In [None]:
import pandas as pd
import requests
import math
import numpy as np
import json
import sklearn.processing import LabelEncoder

## 1. Population Density Feature

In [None]:
df_population_2021 = pd.read_csv("data/processed/df_population_2021.csv")
df_population_2022 = pd.read_csv("data/processed/df_population_2022.csv")

In [None]:
df_pop_unique = (
    df_population_2021[['fips_code', 'population_density']]
    .drop_duplicates(subset='fips_code')
)

# join by fips_code
df_outages_2021 = pd.merge(
    df_outages_2021,
    df_pop_unique,
    on='fips_code',
    how='left'
)

print(df_outages_2021.head())
print(df_outages_2021.info())

In [None]:

df_pop_unique = (
    df_population_2022[['fips_code', 'population_density']]
    .drop_duplicates(subset='fips_code')
)

# join by fips_code
df_outages_2022 = pd.merge(
    df_outages_2022,
    df_pop_unique,
    on='fips_code',
    how='left'
)

print(df_outages_2022.head())
print(df_outages_2022.info())

## 2. Outage Proxy Features (Rolling Stats)

In [None]:
# rolling mean 12 h
df_outages_2021['rolling_mean_12h'] = (
    df_outages_2021
    .groupby('fips_code')['sum']
    .transform(lambda x: x.rolling(window=12, min_periods=1).mean())
)

# rolling max 12 h
df_outages_2021['rolling_max_12h'] = (
    df_outages_2021
    .groupby('fips_code')['sum']
    .transform(lambda x: x.rolling(window=12, min_periods=1).max())
)

In [None]:
# rolling mean 12 h
df_outages_2022['rolling_mean_12h'] = (
    df_outages_2022
    .groupby('fips_code')['sum']
    .transform(lambda x: x.rolling(window=12, min_periods=1).mean())
)

# rolling max 12 h
df_outages_2022['rolling_max_12h'] = (
    df_outages_2022
    .groupby('fips_code')['sum']
    .transform(lambda x: x.rolling(window=12, min_periods=1).max())
)

## 3. Day of Week

In [None]:
df_outages_2021['day_of_week_num'] = (
    df_outages_2021['run_start_time'].dt.dayofweek
)
df_outages_2022['day_of_week_num'] = (
    df_outages_2022['run_start_time'].dt.dayofweek
)

## 4. Weather Features

In [None]:
df_weather_data_2021 = pd.read_csv("data/processed/merged_weather_data_2021.csv")
df_weather_data_2022 = pd.read_csv("data/processed/merged_weather_data_2022.csv")

In [None]:
df_weather_data_2021['valid'] = pd.to_datetime(df_weather_data_2021['valid'], errors='coerce')
df_weather_data_2021.sort_values(['Name', 'valid'], inplace=True)

In [None]:
df_weather_data_2022['valid'] = pd.to_datetime(df_weather_data_2022['valid'], errors='coerce')
df_weather_data_2022.sort_values(['Name', 'valid'], inplace=True)

In [None]:
# remane columns
df_weather_data_2021.rename(
    columns={
        'pred_dwpf': 'dwpf',
        'pred_tmpf': 'tmpf',
        'pred_relh': 'relh',
        'gradient_value': 'relh_grad',
        'pred_alti': 'alti',
        'max_gust': 'gust',
        'pred_sknt': 'sknt',
        'pred_u': 'drct_u',
        'pred_v': 'drct_v',
        'pred_mslp': 'mslp'
    },
    inplace=True
)
df_weather_data_2021.drop(columns=['x_c', 'y_c'], inplace=True)

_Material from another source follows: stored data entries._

use std::collections::HashMap;

use byteorder::{LittleEndian, WriteBytesExt};

use super::format::{
    ChunkInfo, ChunkType, ContainerError, ExportEntry, Header, ImportEntry, NameEntry, PathEntry,
    PropertyEntry, TypeEntry, CHUNK_COUNT, CONTAINER_VERSION, FLAG_PROTECTED_LAYOUT, HEADER_SIZE,
    IMPORT_FLAG_EAGER,
};
use super::payload::PayloadWriter;
use crate::{Resource, ResourceKey, ResourcePath, ResourceType};

/// Interning builder for the chunk tables of one container.
///
/// Index 0 of the name, type, property, path and import tables is the null
/// entry, so a zero index in any payload always means "no reference".
pub struct FileTablesBuilder {
    strings: Vec<u8>,
    string_map: HashMap<String, u32>,
    names: Vec<NameEntry>,
    name_map: HashMap<String, u32>,
    types: Vec<TypeEntry>,
    type_map: HashMap<String, u32>,
    properties: Vec<PropertyEntry>,
    property_map: HashMap<(u32, u32), u32>,
    paths: Vec<PathEntry>,
    path_map: HashMap<(u32, String), u32>,
    imports: Vec<ImportEntry>,
    import_map: HashMap<ResourceKey, u32>,
    import_keys: Vec<ResourceKey>,
    exports: Vec<ExportEntry>,
}

impl FileTablesBuilder {
    pub(crate) fn new() -> Self {
        Self {
            strings: vec![0],
            string_map: HashMap::new(),
            names: vec![NameEntry::default()],
            name_map: HashMap::new(),
            types: vec![TypeEntry::default()],
            type_map: HashMap::new(),
            properties: vec![PropertyEntry::default()],
            property_map: HashMap::new(),
            paths: vec![PathEntry::default()],
            path_map: HashMap::new(),
            imports: vec![ImportEntry::default()],
            import_map: HashMap::new(),
            import_keys: Vec::new(),
            exports: Vec::new(),
        }
    }

    pub(crate) fn map_string(&mut self, value: &str) -> u32 {
        if value.is_empty() {
            return 0;
        }
        if let Some(offset) = self.string_map.get(value) {
            return *offset;
        }
        let offset = self.strings.len() as u32;
        self.strings.extend_from_slice(value.as_bytes());
        self.strings.push(0);
        self.string_map.insert(value.to_owned(), offset);
        offset
    }

    pub(crate) fn map_name(&mut self, name: &str) -> u32 {
        if name.is_empty() {
            return 0;
        }
        if let Some(index) = self.name_map.get(name) {
            return *index;
        }
        let string_offset = self.map_string(name);
        let index = self.names.len() as u32;
        self.names.push(NameEntry { string_offset });
        self.name_map.insert(name.to_owned(), index);
        index
    }

    pub(crate) fn map_type(&mut self, type_name: &str) -> u32 {
        if type_name.is_empty() {
            return 0;
        }
        if let Some(index) = self.type_map.get(type_name) {
            return *index;
        }
        let name_index = self.map_name(type_name);
        let index = self.types.len() as u32;
        self.types.push(TypeEntry { name_index });
        self.type_map.insert(type_name.to_owned(), index);
        index
    }

    pub(crate) fn map_property(&mut self, type_name: &str, property_name: &str) -> u32 {
        let type_index = self.map_type(type_name);
        let name_index = self.map_name(property_name);
        if let Some(index) = self.property_map.get(&(type_index, name_index)) {
            return *index;
        }
        let index = self.properties.len() as u32;
        self.properties.push(PropertyEntry {
            type_index,
            name_index,
        });
        self.property_map.insert((type_index, name_index), index);
        index
    }

    pub(crate) fn map_path(&mut self, path: &ResourcePath) -> u32 {
        let mut parent = 0_u32;
        for segment in path.as_str().split('/').filter(|s| !s.is_empty()) {
            let map_key = (parent, segment.to_owned());
            parent = if let Some(index) = self.path_map.get(&map_key) {
                *index
            } else {
                let string_offset = self.map_string(segment);
                let index = self.paths.len() as u32;
                self.paths.push(PathEntry {
                    parent_index: parent,
                    string_offset,
                });
                self.path_map.insert(map_key, index);
                index
            };
        }
        parent
    }

    pub(crate) fn map_import(&mut self, key: &ResourceKey, eager: bool) -> u32 {
        if let Some(index) = self.import_map.get(key).copied() {
            // once any referencing object wants the import eagerly, it
            // stays eager
            if eager {
                self.imports[index as usize].flags |= IMPORT_FLAG_EAGER;
            }
            return index;
        }

        let type_index = self.map_type(key.class().name());
        let path_index = self.map_path(key.path());
        let index = self.imports.len() as u32;
        self.imports.push(ImportEntry {
            type_index,
            path_index,
            flags: if eager { IMPORT_FLAG_EAGER } else { 0 },
        });
        self.import_map.insert(key.clone(), index);
        self.import_keys.push(key.clone());
        index
    }

    pub(crate) fn import_keys(&self) -> &[ResourceKey] {
        &self.import_keys
    }

    fn table_sizes(&self) -> [usize; CHUNK_COUNT] {
        [
            self.strings.len(),
            self.names.len() * 4,
            self.types.len() * 4,
            self.properties.len() * 8,
            self.paths.len() * 8,
            self.imports.len() * 12,
            self.exports.len() * 24,
        ]
    }

    fn counts(&self) -> [u32; CHUNK_COUNT] {
        [
            self.strings.len() as u32,
            self.names.len() as u32,
            self.types.len() as u32,
            self.properties.len() as u32,
            self.paths.len() as u32,
            self.imports.len() as u32,
            self.exports.len() as u32,
        ]
    }
}

/// Saving parameters.
#[derive(Clone, Copy, Debug, Default)]
pub struct SaveContext {
    /// Write per-object CRCs and set the protected-layout header flag.
    pub protected_layout: bool,
}

/// One object to store in a container. Parents must be listed before their
/// children; `parent` is an index into the same slice.
pub struct SaveObject<'a> {
    /// The object to serialize.
    pub object: &'a dyn Resource,
    /// Index of the parent object within the save list, if any.
    pub parent: Option<u32>,
}

/// Serializes `objects` into a complete container file image.
///
/// The object at index 0 becomes the document root. Table construction is
/// deterministic: identical input produces identical bytes.
pub fn save_container(
    context: &SaveContext,
    objects: &[SaveObject<'_>],
) -> Result<Vec<u8>, ContainerError> {
    if objects.is_empty() {
        return Err(ContainerError::Serialization(
            "cannot save a container with no objects".into(),
        ));
    }

    let mut builder = FileTablesBuilder::new();
    let mut payloads: Vec<Vec<u8>> = Vec::with_capacity(objects.len());

    for (index, entry) in objects.iter().enumerate() {
        if let Some(parent) = entry.parent {
            if parent as usize >= index {
                return Err(ContainerError::Serialization(format!(
                    "object {index} is listed before its parent {parent}"
                )));
            }
        }

        let type_index = builder.map_type(entry.object.type_name());

        let mut writer = PayloadWriter::new(&mut builder);
        entry.object.write_binary(&mut writer)?;
        let bytes = writer.into_bytes();

        builder.exports.push(ExportEntry {
            type_index,
            parent_index: entry.parent.map_or(0, |parent| parent + 1),
            data_offset: 0, // patched below once the table layout is known
            data_size: bytes.len() as u32,
            crc: crc32fast::hash(&bytes),
        });
        payloads.push(bytes);
    }

    // table layout
    let sizes = builder.table_sizes();
    let counts = builder.counts();
    let mut chunks = [ChunkInfo::default(); CHUNK_COUNT];
    let mut offset = HEADER_SIZE;
    for chunk in 0..CHUNK_COUNT {
        chunks[chunk] = ChunkInfo {
            offset: offset as u32,
            count: counts[chunk],
        };
        offset += sizes[chunk];
    }
    let headers_end = offset as u64;

    // payload layout
    let mut data_offset = headers_end;
    for (export, payload) in builder.exports.iter_mut().zip(&payloads) {
        export.data_offset = data_offset;
        data_offset += payload.len() as u64;
    }
    let objects_end = data_offset;

    let header = Header {
        version: CONTAINER_VERSION,
        flags: if context.protected_layout {
            FLAG_PROTECTED_LAYOUT
        } else {
            0
        },
        headers_end,
        objects_end,
        chunks,
    };

    let mut out = Vec::with_capacity(objects_end as usize);
    header.write(&mut out);

    out.extend_from_slice(&builder.strings);
    for name in &builder.names {
        out.write_u32::<LittleEndian>(name.string_offset).unwrap();
    }
    for ty in &builder.types {
        out.write_u32::<LittleEndian>(ty.name_index).unwrap();
    }
    for property in &builder.properties {
        out.write_u32::<LittleEndian>(property.type_index).unwrap();
        out.write_u32::<LittleEndian>(property.name_index).unwrap();
    }
    for path in &builder.paths {
        out.write_u32::<LittleEndian>(path.parent_index).unwrap();
        out.write_u32::<LittleEndian>(path.string_offset).unwrap();
    }
    for import in &builder.imports {
        out.write_u32::<LittleEndian>(import.type_index).unwrap();
        out.write_u32::<LittleEndian>(import.path_index).unwrap();
        out.write_u32::<LittleEndian>(import.flags).unwrap();
    }
    for export in &builder.exports {
        out.write_u32::<LittleEndian>(export.type_index).unwrap();
        out.write_u32::<LittleEndian>(export.parent_index).unwrap();
        out.write_u64::<LittleEndian>(export.data_offset).unwrap();
        out.write_u32::<LittleEndian>(export.data_size).unwrap();
        out.write_u32::<LittleEndian>(export.crc).unwrap();
    }

    debug_assert_eq!(out.len() as u64, headers_end);
    for payload in &payloads {
        out.extend_from_slice(payload);
    }

    Ok(out)
}

/// Serializes `object` against a throwaway table set and returns every
/// resource key it references. The cook queue uses this to discover the
/// outgoing references of a freshly cooked object.
pub fn extract_referenced_resources(
    object: &dyn Resource,
) -> Result<Vec<ResourceKey>, ContainerError> {
    let mut builder = FileTablesBuilder::new();
    let mut writer = PayloadWriter::new(&mut builder);
    object.write_binary(&mut writer)?;
    drop(writer);
    Ok(builder.import_keys.clone())
}

/// Looks up the cooked-artifact file extension registered for a resource
/// class.
pub fn extension_for_class(
    types: &crate::TypeRegistry,
    class: &ResourceType,
) -> Option<String> {
    types
        .find_type(class.name())
        .and_then(|handle| handle.extension().map(str::to_owned))
}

print(df_weather_data_2021.info())

In [None]:
# remane columns
df_weather_data_2022.rename(
    columns={
        'pred_dwpf': 'dwpf',
        'pred_tmpf': 'tmpf',
        'pred_relh': 'relh',
        'gradient_value': 'relh_grad',
        'pred_alti': 'alti',
        'max_gust': 'gust',
        'pred_sknt': 'sknt',
        'pred_u': 'drct_u',
        'pred_v': 'drct_v',
        'pred_mslp': 'mslp'
    },
    inplace=True
)
df_weather_data_2022.drop(columns=['x_c', 'y_c'], inplace=True)

print(df_weather_data_2022.info())

In [None]:
# convert to datetime format
df_outages_2021['run_start_time'] = pd.to_datetime(df_outages_2021['run_start_time'])
df_weather_data_2021['valid'] = pd.to_datetime(df_weather_data_2021['valid'])

# merge, keep all raws present in df_outages_2021
df_final_2021 = pd.merge(
    df_outages_2021,
    df_weather_data_2021,
    left_on=['run_start_time', 'county'],
    right_on=['valid', 'Name'],
    how='left'
)

df_final_2021.drop(columns=['valid', 'county'], inplace=True)

print(df_final_2021.info())
print(df_final_2021.head())

In [None]:
# convert to datetime format
df_outages_2022['run_start_time'] = pd.to_datetime(df_outages_2022['run_start_time'])
df_weather_data_2022['valid'] = pd.to_datetime(df_weather_data_2022['valid'])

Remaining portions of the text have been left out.